Shared decision-making empowers both patients and providers, ensuring informed breast cancer surgery choices through open dialogue in treatment planning.
Judy C. Boughey, M.D.
President, American Society of Breast Surgeons
Can you explain what shared decision-making means in the context of breast cancer surgery and why it’s so important for both patients and providers?
Shared decision-making is the collaborative process where the patient and their healthcare providers work together to make decisions for the patient’s care. When you think about a lot of aspects of medicine, in particular surgery, there’s often one clear best recommendation, but I think what is unique about breast surgery is that there are often many options that the patient can have that have a similar cancer outcome. For breast surgery decision-making, shared decision-making is critical.
If a patient comes in with a devastating diagnosis and there’s really only one operation for them, that’s a pretty straightforward conversation. When the patient comes in with a breast cancer diagnosis, there are often at least two options for them — and within those two options, multiple additional options. It really comes down to a shared discussion between the patient and the physician.
This shared decision-making is a back-and-forth discussion between the patient and the provider to discuss the pros and cons of each approach. It’s important for the physician team to listen to the priorities of the patient.

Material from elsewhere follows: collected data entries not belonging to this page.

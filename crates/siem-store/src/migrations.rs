//! Table creation for the seven tables the pipeline reads or writes:
//! `events`, `alerts_raw`, `alerts_agg`, and the four rule tables.
//!
//! JSON-shaped columns (`uem_mapping`, `tags`, `context_json`, ...) are
//! stored as `String`, the same choice this pack's other ClickHouse-backed
//! store makes, since the native `JSON` column type is still experimental.

use crate::error::StoreError;

pub async fn run_migrations(client: &clickhouse::Client) -> Result<(), StoreError> {
    let statements = [
        "CREATE TABLE IF NOT EXISTS events (
            ts              DateTime64(3, 'UTC'),
            event_id        String,
            category        String,
            subcategory     String,
            src_ip          UInt32,
            dst_ip          UInt32,
            src_port        UInt16,
            dst_port        UInt16,
            device_vendor   String,
            device_product  String,
            log_source      String,
            severity        String,
            message         String
        ) ENGINE = MergeTree() ORDER BY (ts, event_id)",
        "CREATE TABLE IF NOT EXISTS alerts_raw (
            ts              DateTime64(3, 'UTC'),
            alert_id        String,
            rule_id         UInt64,
            rule_name       String,
            severity        String,
            ts_first        DateTime64(3, 'UTC'),
            ts_last         DateTime64(3, 'UTC'),
            window_s        UInt32,
            entity_key      String,
            hits            UInt32,
            context_json    String,
            source          String,
            status          String
        ) ENGINE = MergeTree() ORDER BY (rule_id, entity_key, ts)",
        "CREATE TABLE IF NOT EXISTS alerts_agg (
            ts              DateTime64(3, 'UTC'),
            agg_id          String,
            rule_id         UInt64,
            rule_name       String,
            severity_agg    String,
            ts_first        DateTime64(3, 'UTC'),
            ts_last         DateTime64(3, 'UTC'),
            count_alerts    UInt64,
            unique_entities UInt64,
            entity_key      String,
            group_key_json  String,
            samples_json    String,
            status          String
        ) ENGINE = MergeTree() ORDER BY (rule_id, entity_key)",
        "CREATE TABLE IF NOT EXISTS normalizer_rules (
            id              UInt64,
            priority        UInt16,
            source_type     String,
            event_matcher   String,
            uem_mapping     String,
            enabled         UInt8
        ) ENGINE = MergeTree() ORDER BY (priority, id)",
        "CREATE TABLE IF NOT EXISTS filter_rules (
            id              UInt64,
            priority        UInt16,
            action          String,
            tags            String,
            expr            String,
            enabled         UInt8
        ) ENGINE = MergeTree() ORDER BY (priority, id)",
        "CREATE TABLE IF NOT EXISTS correlation_rules_stream (
            id              UInt64,
            name            String,
            description     String,
            enabled         UInt8,
            severity        String,
            pattern         String,
            window_s        UInt32,
            threshold       UInt32,
            expr            String,
            entity_field    String
        ) ENGINE = MergeTree() ORDER BY id",
        "CREATE TABLE IF NOT EXISTS correlation_rules_batch (
            id              UInt64,
            name            String,
            window_s        UInt32,
            sql_template    String,
            enabled         UInt8
        ) ENGINE = MergeTree() ORDER BY id",
    ];

    for stmt in statements {
        client.query(stmt).execute().await?;
    }

    Ok(())
}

For most patients, the first priority is to, of course, get rid of the cancer and treat it appropriately, but what are the other priorities? Is it the time away from work? Is it maintaining their own breast? Is it symmetry? Is it finances? Is it fear of radiation? Hearing all the aspects that are concerning to the patient is important so that the patient and the physician can come up with a treatment that is the most appropriate for them, together.
Can you talk a little bit more about treating breast cancer from a surgical standpoint?
The first key decision that many patients have is breast-conserving surgery versus a full mastectomy. Patients who have extremely large tumors may not be a candidate for breast-conserving surgery, but for many patients these days, we detect the tumor earlier and they are a candidate for either breast conservation or mastectomy.
So, is the patient interested in breast conservation? Is the patient interested in mastectomy?
Neoadjuvant systemic therapy can take the form of chemotherapy (used for most estrogen receptor negative breast cancer or HER2 positive breast cancer) delivered for three to six months before surgery. For patients with estrogen-responsive breast cancer, we can treat with endocrine therapy, an oral medication they can take for four to six months prior to surgery. Both of these approaches can shrink the tumor prior to surgery and potentially make patients candidates for breast conservation. Also, oncoplastic surgery — removal of the tumor with advancement of the adjacent tissue to restore the shape of the breast — enables removal of larger tumors and still conserves the breast.
Breast conservation surgery is usually followed by radiation, whereas a mastectomy may not always be followed with radiation, depending on the size of the tumor and whether the lymph nodes are involved or not.
Ten years ago at my practice, we would meet with the patient, talk about surgery, operate on them, and send them to medical oncologists. Now, it’s meet with the patient, review the details of that breast cancer, and maybe recommend chemotherapy first. We look at the specifics of the tumor subtype — is it estrogen-responsive or progesterone-responsive? Does it over-express the HER2 protein? What is its grade? How aggressive is it?
For some of the more aggressive tumors, even if they’re small, such as triple negative or HER2-positive breast cancers, we would recommend treatment with chemotherapy first. This has been a real game-changer. Some patients still look at you and say, “Well, doctor, I just want you to cut my cancer out,” but that’s where the surgeon can sit down and talk to the patient and say, “If we treat you with the systemic therapy first, we have the potential of really actually completely eradicating the tumor. If we make it go away completely with the drug therapy, then that enables your surgery to be much smaller. You can then become a candidate for lumpectomy in the future.”
There are so many different options, and it’s really important for the patient to hear the pros and cons of each approach when they come in.
For patients who are eager for immediate surgical intervention, what are the benefits of taking time to undergo systemic therapy before surgery?
Patients want surgery tomorrow, and it’s really important for them to understand why you as a surgeon are recommending going with systemic therapy first. How does that influence their long-term outcome? How does that influence their surgical decisions? How does that then influence this therapy that we recommend after surgery?
If the chemotherapy eradicates the disease, they have a great outcome. If the chemotherapy shrinks the tumor, but there’s still some disease left, we may recommend additional chemotherapy that’s been shown to improve survival. Without that knowledge of the response, however, we can’t give them that additional therapy. It’s a complex network that weaves between the medical oncology recommendations, the surgical oncology recommendations, and the radiation recommendations, and the patient needs to hear all of that from the surgeon because we’re often the first person who meets with them.